Guinée : Même naître est devenu un cauchemar !
En Guinée, obtenir un simple extrait d’acte de naissance relève d’un parcours du combattant. Ce document pourtant fondamental pour l’identité et les droits des citoyens est devenu un luxe inaccessible, synonyme de tracasseries administratives interminables, de corruption et de frustration.
Pendant que le CNRD nous vend ses promesses de « refondation » et d’État moderne, les Guinéens peinent à prouver qu’ils existent sur le papier. Un paradoxe absurde qui illustre l’inefficacité criante du système administratif et l’indifférence des autorités face aux réalités du peuple.
Une bureaucratie archaïque et corrompue
Dans un pays où l’administration fonctionne au ralenti, chaque démarche officielle devient une source de stress et d’humiliation. Pour obtenir un simple extrait d’acte de naissance, il faut s’armer de patience… et souvent de billets de banque.
- Des registres mal tenus, des archives perdues, un manque de digitalisation criant.
- Des fonctionnaires qui monnayent un service censé être un droit fondamental.
- Des délais interminables qui bloquent des milliers de citoyens dans leurs démarches quotidiennes.
Et pourtant, ces mêmes autorités qui rendent la vie impossible aux citoyens sont promptes à délivrer des passe-droits aux proches du pouvoir. Un simple citoyen attend des semaines pour un document administratif, pendant que les privilégiés obtiennent ce qu’ils veulent en un claquement de doigts.
Conséquences dramatiques pour les citoyens
L’absence d’un extrait d’acte de naissance n’est pas un simple désagrément administratif. C’est une entrave à des droits fondamentaux :
- Pas d’inscription à l’école sans ce document.
- Pas de carte d’identité, donc pas de possibilité de voter ou de bénéficier de services publics.
- Difficultés à obtenir un passeport, un emploi ou même à se marier légalement.
En clair, c’est une forme d’exclusion sociale imposée par un État incapable d’assurer un service de base.
Un gouvernement plus préoccupé par sa survie que par les citoyens
Pendant que les Guinéens luttent pour obtenir un simple document de naissance, le CNRD, lui, consacre toute son énergie à manœuvrer pour se maintenir au pouvoir.
- Des milliards engloutis dans des campagnes de propagande pour glorifier Doumbouya.
- Un projet de nouvelle Constitution taillé sur mesure pour le régime.
- Une transition qui s’éternise pendant que les besoins élémentaires des citoyens sont ignorés.

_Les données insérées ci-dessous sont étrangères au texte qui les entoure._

//! Per-call command records.
//!
//! A [`CommandRecord`] is opened when a proxied call starts, owned by that
//! call, finalized exactly once when the call returns, and then handed
//! read-only to a [`MetricsSink`](crate::MetricsSink).

use std::time::{Duration, Instant, SystemTime, UNIX_EPOCH};

use serde::Serialize;

use crate::error::{Error, Result};
use crate::payload::Payload;

/// Final status of a recorded call.
#[derive(Debug, Clone, Copy, PartialEq, Eq, Hash, Serialize)]
#[serde(rename_all = "lowercase")]
pub enum Outcome {
    /// The backend call succeeded.
    Ok,
    /// The backend call failed or was cancelled.
    Error,
}

impl std::fmt::Display for Outcome {
    fn fmt(&self, f: &mut std::fmt::Formatter<'_>) -> std::fmt::Result {
        match self {
            Outcome::Ok => write!(f, "ok"),
            Outcome::Error => write!(f, "error"),
        }
    }
}

/// Capture of a single proxied call.
#[derive(Debug, Clone)]
pub struct CommandRecord {
    name: String,
    request: Option<Payload>,
    response: Option<Payload>,
    started_at: SystemTime,
    start: Instant,
    cost: Option<Duration>,
    outcome: Option<Outcome>,
    error_detail: Option<String>,
}

impl CommandRecord {
    /// Open a record for the named operation, starting the clock.
    pub fn begin(name: impl Into<String>) -> Self {
        Self {
            name: name.into(),
            request: None,
            response: None,
            started_at: SystemTime::now(),
            start: Instant::now(),
            cost: None,
            outcome: None,
            error_detail: None,
        }
    }

    /// Attach the request snapshot.
    pub fn set_request(&mut self, payload: Payload) -> Result<()> {
        self.ensure_open()?;
        self.request = Some(payload);
        Ok(())
    }

    /// Attach the response snapshot.
    pub fn set_response(&mut self, payload: Payload) -> Result<()> {
        self.ensure_open()?;
        self.response = Some(payload);
        Ok(())
    }

    /// Finalize the record.
    ///
    /// An error detail forces the outcome to [`Outcome::Error`], and an
    /// error outcome discards any response snapshot. A second call is
    /// rejected and leaves the first result untouched.
    pub fn end(&mut self, outcome: Outcome, error: Option<String>) -> Result<()> {
        self.ensure_open()?;

        let outcome = if error.is_some() {
            Outcome::Error
        } else {
            outcome
        };
        if outcome == Outcome::Error {
            self.response = None;
        }

        self.cost = Some(self.start.elapsed());
        self.outcome = Some(outcome);
        self.error_detail = error;
        Ok(())
    }

    /// Finalize as successful.
    pub fn end_ok(&mut self) -> Result<()> {
        self.end(Outcome::Ok, None)
    }

    /// Finalize as failed with the given detail.
    pub fn end_err(&mut self, detail: impl Into<String>) -> Result<()> {
        self.end(Outcome::Error, Some(detail.into()))
    }

    fn ensure_open(&self) -> Result<()> {
        if self.is_ended() {
            return Err(Error::AlreadyEnded {
                name: self.name.clone(),
            });
        }
        Ok(())
    }

    /// Operation name.
    pub fn name(&self) -> &str {
        &self.name
    }

    /// Request snapshot, if captured.
    pub fn request(&self) -> Option<&Payload> {
        self.request.as_ref()
    }

    /// Response snapshot, if captured. Always `None` for failed calls.
    pub fn response(&self) -> Option<&Payload> {
        self.response.as_ref()
    }

    /// Wall-clock start time.
    pub fn started_at(&self) -> SystemTime {
        self.started_at
    }

    /// Wall-clock start time in microseconds since the Unix epoch.
    pub fn started_at_us(&self) -> u64 {
        self.started_at
            .duration_since(UNIX_EPOCH)
            .map(|d| d.as_micros() as u64)
            .unwrap_or(0)
    }

    /// Elapsed time between begin and end. `None` until ended.
    pub fn cost(&self) -> Option<Duration> {
        self.cost
    }

    /// Outcome. `None` until ended.
    pub fn outcome(&self) -> Option<Outcome> {
        self.outcome
    }

    /// Error detail for failed calls.
    pub fn error_detail(&self) -> Option<&str> {
        self.error_detail.as_deref()
    }

    /// Whether the record has been finalized.
    pub fn is_ended(&self) -> bool {
        self.outcome.is_some()
    }

    /// Whether the record ended with an error.
    pub fn is_error(&self) -> bool {
        self.outcome == Some(Outcome::Error)
    }

    /// Build an already-ended record with a fixed cost.
    #[cfg(test)]
    pub(crate) fn finished(name: &str, outcome: Outcome, cost: Duration) -> Self {
        let mut record = Self::begin(name);
        record.cost = Some(cost);
        record.outcome = Some(outcome);
        if outcome == Outcome::Error {
            record.error_detail = Some("failed".to_string());
        }
        record
    }
}
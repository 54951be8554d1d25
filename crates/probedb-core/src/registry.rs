//! Per-connection metrics registry.
//!
//! The registry maps category names to [`CategoryAggregate`]s, creating them
//! on first use, and exports their snapshots as JSON or Prometheus text.

use std::collections::BTreeMap;
use std::fmt::Write as _;
use std::sync::Arc;
use std::time::{Duration, Instant};

use dashmap::DashMap;
use parking_lot::RwLock;
use serde::Serialize;

use crate::aggregate::{AggregateSnapshot, CategoryAggregate};
use crate::classify::Category;
use crate::error::{Error, Result};
use crate::record::CommandRecord;

/// Destination for finished command records.
///
/// Proxies only talk to this trait, so tests can substitute a sink that
/// fails on purpose and assert the proxied call is unaffected.
pub trait MetricsSink: Send + Sync {
    /// Record a finished command under each of `categories`.
    fn record(&self, categories: &[Category], record: &CommandRecord) -> Result<()>;
}

/// Category name to aggregate map.
pub struct MetricsRegistry {
    started_at: Instant,
    aggregates: DashMap<String, Arc<CategoryAggregate>>,
    // Held for reading while a record is applied, so `close` waits for
    // in-flight updates before taking the final snapshot.
    closed: RwLock<bool>,
}

/// Serializable export of a whole registry.
#[derive(Debug, Clone, PartialEq, Serialize)]
pub struct RegistrySnapshot {
    /// Seconds since the registry was created.
    pub uptime_secs: u64,
    /// Aggregates keyed by category, sorted by name.
    pub categories: BTreeMap<String, AggregateSnapshot>,
}

impl MetricsRegistry {
    /// Create an empty registry.
    pub fn new() -> Self {
        Self {
            started_at: Instant::now(),
            aggregates: DashMap::new(),
            closed: RwLock::new(false),
        }
    }

    /// Fold a finished record into every listed category.
    ///
    /// The record is validated before any aggregate changes, and a category
    /// listed twice is counted once.
    pub fn record(&self, categories: &[Category], record: &CommandRecord) -> Result<()> {
        let closed = self.closed.read();
        if *closed {
            return Err(Error::RegistryClosed);
        }
        let (Some(outcome), Some(cost)) = (record.outcome(), record.cost()) else {
            return Err(Error::NotEnded {
                name: record.name().to_string(),
            });
        };

        for (i, category) in categories.iter().enumerate() {
            if categories[..i].contains(category) {
                continue;
            }
            self.aggregate(category.as_str()).apply(outcome, cost);
        }
        Ok(())
    }

    /// Fetch or create the aggregate for `category`.
    fn aggregate(&self, category: &str) -> Arc<CategoryAggregate> {
        if let Some(existing) = self.aggregates.get(category) {
            return Arc::clone(existing.value());
        }
        // The entry API holds the shard lock, so concurrent first use of a
        // category yields a single aggregate.
        let entry = self
            .aggregates
            .entry(category.to_string())
            .or_insert_with(|| Arc::new(CategoryAggregate::new(category)));
        Arc::clone(entry.value())
    }

    /// Get the aggregate for a category, if anything was recorded under it.
    pub fn get(&self, category: &str) -> Option<Arc<CategoryAggregate>> {
        self.aggregates
            .get(category)
            .map(|entry| Arc::clone(entry.value()))
    }

    /// Snapshot every category.
    pub fn all(&self) -> BTreeMap<String, AggregateSnapshot> {
        self.aggregates
            .iter()
            .map(|entry| (entry.key().clone(), entry.value().snapshot()))
            .collect()
    }

    /// Number of categories seen so far.
    pub fn category_count(&self) -> usize {
        self.aggregates.len()
    }

    /// Time since the registry was created.
    pub fn uptime(&self) -> Duration {
        self.started_at.elapsed()
    }

    /// Serializable export of all categories.
    pub fn snapshot(&self) -> RegistrySnapshot {
        RegistrySnapshot {
            uptime_secs: self.uptime().as_secs(),
            categories: self.all(),
        }
    }

    /// Export as pretty-printed JSON.
    pub fn to_json(&self) -> serde_json::Result<String> {
        serde_json::to_string_pretty(&self.snapshot())
    }

    /// Export to Prometheus text format.
    pub fn to_prometheus(&self) -> String {
        self.to_prometheus_labeled(&[])
    }

    /// Export to Prometheus text format with extra labels on every sample
    /// (e.g. `[("backend", "redis")]`).
    pub fn to_prometheus_labeled(&self, labels: &[(&str, &str)]) -> String {
        prometheus_text(&[(labels, self)])
    }

    /// Stop accepting records and return the final export.
    ///
    /// Records already being applied finish first, so the returned snapshot
    /// includes every record that was accepted.
    pub fn close(&self) -> RegistrySnapshot {
        let mut closed = self.closed.write();
        *closed = true;
        self.snapshot()
    }

    /// Whether [`close`](Self::close) was called.
    pub fn is_closed(&self) -> bool {
        *self.closed.read()
    }

    /// Reset all aggregates to zero (for testing).
    pub fn reset(&self) {
        for entry in self.aggregates.iter() {
            entry.value().reset();
        }
    }
}

impl Default for MetricsRegistry {
    fn default() -> Self {
        Self::new()
    }
}

impl MetricsSink for MetricsRegistry {
    fn record(&self, categories: &[Category], record: &CommandRecord) -> Result<()> {
        MetricsRegistry::record(self, categories, record)
    }
}

/// Metric families exported per category: name, type, help, value.
type Family = (&'static str, &'static str, &'static str, fn(&AggregateSnapshot) -> u64);

const FAMILIES: [Family; 6] = [
    ("probedb_commands_total", "counter", "Total commands recorded", |s| s.call_count),
    ("probedb_command_errors_total", "counter", "Total failed commands", |s| s.error_count),
    (
        "probedb_command_duration_us_sum",
        "counter",
        "Sum of command durations in microseconds",
        |s| s.total_duration.as_micros() as u64,
    ),
    (
        "probedb_command_duration_us_avg",
        "gauge",
        "Average command duration in microseconds",
        |s| s.avg_duration().as_micros() as u64,
    ),
    (
        "probedb_command_duration_us_p99",
        "gauge",
        "P99 command duration in microseconds",
        |s| s.p99().as_micros() as u64,
    ),
    (
        "probedb_command_duration_us_max",
        "gauge",
        "Maximum command duration in microseconds",
        |s| s.max_duration.as_micros() as u64,
    ),
];

/// Export several registries as one Prometheus text document.
///
/// Each metric family is declared once, followed by the samples of every
/// registry tagged with that registry's labels. The label sets must differ
/// between registries or the samples collide.
pub fn prometheus_text(registries: &[(&[(&str, &str)], &MetricsRegistry)]) -> String {
    let exports: Vec<_> = registries
        .iter()
        .map(|(labels, registry)| {
            let extra: String = labels
                .iter()
                .map(|(name, value)| format!(",{}=\"{}\"", name, escape_label(value)))
                .collect();
            (extra, registry.uptime().as_secs(), registry.all())
        })
        .collect();
    let mut out = String::new();

    let _ = writeln!(out, "# HELP probedb_uptime_seconds Registry uptime in seconds");
    let _ = writeln!(out, "# TYPE probedb_uptime_seconds gauge");
    for (extra, uptime, _) in &exports {
        let base_labels = if extra.is_empty() {
            String::new()
        } else {
            format!("{{{}}}", &extra[1..])
        };
        let _ = writeln!(out, "probedb_uptime_seconds{} {}", base_labels, uptime);
    }
    out.push('\n');

    for (name, kind, help, value) in FAMILIES {
        let _ = writeln!(out, "# HELP {} {}", name, help);
        let _ = writeln!(out, "# TYPE {} {}", name, kind);
        for (extra, _, categories) in &exports {
            for (category, snapshot) in categories {
                let _ = writeln!(
                    out,
                    "{}{{category=\"{}\"{}}} {}",
                    name,
                    escape_label(category),
                    extra,
                    value(snapshot)
                );
            }
        }
        out.push('\n');
    }

    out
}

fn escape_label(value: &str) -> String {
    value
        .replace('\\', "\\\\")
        .replace('"', "\\\"")
        .replace('\n', "\\n")
}

/// Shared metrics registry handle.
pub type SharedMetricsRegistry = Arc<MetricsRegistry>;

/// Create a new shared metrics registry.
pub fn new_shared_registry() -> SharedMetricsRegistry {
    Arc::new(MetricsRegistry::new())
}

On nous parle de « modernisation de l’État », de « refondation », mais quelle refondation peut être crédible quand l’administration ne peut même pas garantir un service aussi basique qu’un extrait d’acte de naissance ?
Combien de temps encore les Guinéens accepteront-ils cette humiliation ?
L’État guinéen, déconnecté des réalités du peuple, continue de montrer son incompétence à tous les niveaux. Pendant ce temps, le citoyen lambda souffre en silence, piégé dans un système qui l’écrase au lieu de le servir.
Mais jusqu’à quand ? Jusqu’à quand les Guinéens accepteront-ils d’être traités en étrangers dans leur propre pays ? Jusqu’à quand toléreront-ils un régime qui, incapable de gérer l’essentiel, passe son temps à se féliciter lui-même ?
Car une chose est certaine : un peuple privé de ses droits les plus élémentaires finit toujours par exiger des comptes.